The potential of a Tokyo lock down increases as the numbers of C-19 cases escalate. On my arrival 4 weeks ago Japan was an outlier compared to the rest of the world. Or that was the party line while the 2020 Olympic Games were still at stake.
Now that those are off the table, over the past 5 days numbers of cases have risen drastically daily. If that plays out as expected mathematically and has been observed elsewhere in the world, in two weeks’ time those numbers could be thirty times the daily totals seen now.
Sogetsu School will most likely not open April 15 as hoped. If by some miracle it did, it would only close again during Golden Week, the first week of May which is an annual national holiday. Even if the pandemic should de-escalate (a most unlikely outcome), classes will not open before mid-May, if then.

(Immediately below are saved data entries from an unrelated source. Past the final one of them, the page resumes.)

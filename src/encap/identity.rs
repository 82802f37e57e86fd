use crate::codec::{Deserializable, ReadExt, Reader, Serializable, WriteExt, Writer};
use crate::error::{EipError, Result};
use std::borrow::Cow;
use std::net::{Ipv4Addr, SocketAddrV4};

/// Identity reported in a ListIdentity reply (CPF item type 0x000C).
///
/// The embedded socket address is the only big-endian field in the
/// encapsulation layer. The product name is a CIP SHORT_STRING and is kept
/// as the octets the device sent.
#[derive(Debug, Clone, PartialEq, Eq)]
pub struct IdentityItemData {
    pub encap_protocol_version: u16,
    pub sin_family: u16,
    pub socket_addr: SocketAddrV4,
    pub vendor_id: u16,
    pub device_type: u16,
    pub product_code: u16,
    pub revision_major: u8,
    pub revision_minor: u8,
    pub status: u16,
    pub serial_number: u32,
    pub product_name: Vec<u8>,
    pub state: u8,
}

impl Default for IdentityItemData {
    fn default() -> Self {
        IdentityItemData {
            encap_protocol_version: 1,
            sin_family: 2,
            socket_addr: SocketAddrV4::new(Ipv4Addr::UNSPECIFIED, 0),
            vendor_id: 0,
            device_type: 0,
            product_code: 0,
            revision_major: 0,
            revision_minor: 0,
            status: 0,
            serial_number: 0,
            product_name: Vec::new(),
            state: 0,
        }
    }
}

impl IdentityItemData {
    /// Product name for display. Octets that are not UTF-8 become U+FFFD.
    pub fn product_name_lossy(&self) -> Cow<'_, str> {
        String::from_utf8_lossy(&self.product_name)
    }
}

fn read_be<const N: usize>(reader: &mut dyn Reader<'_>) -> Result<[u8; N]> {
    let mut buf = [0u8; N];
    reader.read_bytes(&mut buf)?;
    Ok(buf)
}

impl Serializable for IdentityItemData {
    fn length(&self) -> usize {
        // version + sockaddr (16) + fixed identity fields + name + state
        2 + 16 + 14 + 1 + self.product_name.len() + 1
    }

    fn serialize(&self, writer: &mut dyn Writer) -> Result<()> {
        let name_len = u8::try_from(self.product_name.len()).map_err(|_| {
            EipError::length(format!(
                "product name of {} bytes is too long",
                self.product_name.len()
            ))
        })?;
        writer.write(self.encap_protocol_version)?;
        writer.write_bytes(&self.sin_family.to_be_bytes())?;
        writer.write_bytes(&self.socket_addr.port().to_be_bytes())?;
        writer.write_bytes(&self.socket_addr.ip().octets())?;
        writer.write_zeros(8)?;
        writer.write(self.vendor_id)?;
        writer.write(self.device_type)?;
        writer.write(self.product_code)?;
        writer.write(self.revision_major)?;
        writer.write(self.revision_minor)?;
        writer.write(self.status)?;
        writer.write(self.serial_number)?;
        writer.write(name_len)?;
        writer.write_bytes(&self.product_name)?;
        writer.write(self.state)
    }
}

impl<'a> Deserializable<'a> for IdentityItemData {
    fn deserialize(reader: &mut dyn Reader<'a>) -> Result<Self> {
        let encap_protocol_version = reader.read()?;
        let sin_family = u16::from_be_bytes(read_be(reader)?);
        let port = u16::from_be_bytes(read_be(reader)?);
        let ip = Ipv4Addr::from(read_be::<4>(reader)?);
        reader.skip(8)?;
        let vendor_id = reader.read()?;
        let device_type = reader.read()?;
        let product_code = reader.read()?;
        let revision_major = reader.read()?;
        let revision_minor = reader.read()?;
        let status = reader.read()?;
        let serial_number = reader.read()?;
        let name_len = reader.read::<u8>()?;
        let mut product_name = vec![0u8; usize::from(name_len)];
        reader.read_bytes(&mut product_name)?;
        let state = reader.read()?;
        Ok(IdentityItemData {
            encap_protocol_version,
            sin_family,
            socket_addr: SocketAddrV4::new(ip, port),
            vendor_id,
            device_type,
            product_code,
            revision_major,
            revision_minor,
            status,
            serial_number,
            product_name,
            state,
        })
    }
}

My private teacher should not risk her health traveling between her home and her studio and frankly, neither should I. It’s also pointless to sit in my room in Tokyo with nothing to do as well as face possible isolation or quarantine with similar prospects both here and the moment I land in Vancouver. Therefore, this morning with a sorrowful heart I booked a return flight to Victoria on Friday, 3 April.
There was so much I anticipated which did not come to pass.
The museums, galleries, concert venues I could not access as they closed.
The restaurants I couldn’t indulge.
Face to face time with friends because people are isolating.
A weekend visit to dear friends in Toyohashi I haven’t seen for five years won’t be possible.
The ikebana classes I couldn’t complete.
The friends and teachers at Sogetsu HQ whom I didn’t get to see again.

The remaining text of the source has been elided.